Dr. Ellie Sattler: Dinosaurs eat man. Woman inherits the earth...
[realizing that the park is out of control]
Dr. Ian Malcolm: Boy, do I hate being right all the time!
Dr. Alan Grant: Try to imagine yourself in the Cretaceous Period. You get your first look at this "six foot turkey" as you enter a clearing. He moves like a bird, lightly, bobbing his head. And you keep still because you think that maybe his visual acuity is based on movement like T-Rex, he'll lose you if you don't move. But no, not Velociraptor. You stare at him, and he just stares right back. And that's when the attack comes. Not from the front, but from the side, from the other two 'raptors you didn't even know were there. Because Velociraptor's a pack hunter, you see, he uses coordinated attack patterns and he is out in force today. And he slashes at you with this... a six-inch retractable claw, like a razor, on the the middle toe. He doesn't bother to bite your jugular like a lion, say... no no. He slashes at you here... or here... or maybe across the belly, spilling your intestines. The point is... you are alive when they start to eat you. So you know... try to show a little respect.

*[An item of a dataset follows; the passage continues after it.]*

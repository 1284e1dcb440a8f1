//! Numerical kernels shared by the PDE machinery.

pub mod tridiagonal;
pub mod vector;

pub use tridiagonal::{mult_tridiagonal, solve_tridiagonal, solve_tridiagonal_with_scratch};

Dr. Ian Malcolm: You did it. You crazy son of a bitch you did it.
John Hammond: Creation is an act of sheer will. Next time it'll be flawless!
Ghostbusters (1984)
Dr Ray Stantz: Gozer the Gozerian... good evening. As a duly designated representative of the City, County and State of New York, I order you to cease any and all supernatural activity and return forthwith to your place of origin or to the nearest convenient parallel dimension.
Dr. Peter Venkman: [Sarcastically] That oughta do it. Thanks very much, Ray.
Gozer: [Evil voice] Are you a God?
Dr Ray Stantz: [Peter nods] No.
Gozer: Then... DIE!
[Electrocutes the Ghostbusters; pushing them to the edge of the apartment building; people screaming]
Winston Zeddemore: Ray, when someone asks if you're a God, you say "Yes"!
Dr. Peter Venkman: All right! This chick is TOAST!
Dr. Peter Venkman: [The team walks toward Gozer] Grab your sticks.
Ray, Egon, & Winston: HOLDING!
Dr. Peter Venkman: Heat 'um up!
Ray, Egon, & Winston: SMOKING!
Dr. Peter Venkman: [Gozer growls] Make 'um hard!
Ray, Egon, & Winston: READY!
Dr. Peter Venkman: Let's show this prehistoric bitch how we do things downtown. THROW IT!
Dr. Peter Venkman: This city is headed for a disaster of biblical proportions.
Mayor: What do you mean, "biblical"?
Dr Ray Stantz: What he means is Old Testament, Mr. Mayor, real wrath-of-God type stuff.
Dr. Peter Venkman: Exactly.
Dr Ray Stantz: Fire and brimstone coming down from the skies. Rivers and seas boiling.
Dr. Egon Spengler: Forty years of darkness. Earthquakes, volcanoes...
Winston Zeddemore: The dead rising from the grave.
Dr. Peter Venkman: Human sacrifice, dogs and cats living together - mass hysteria.
Dr Ray Stantz: You know, it just occurred to me that we really haven't had a successful test of this equipment.
Dr. Egon Spengler: I blame myself.
Dr. Peter Venkman: So do I.
Dr Ray Stantz: Well, no sense in worrying about it now.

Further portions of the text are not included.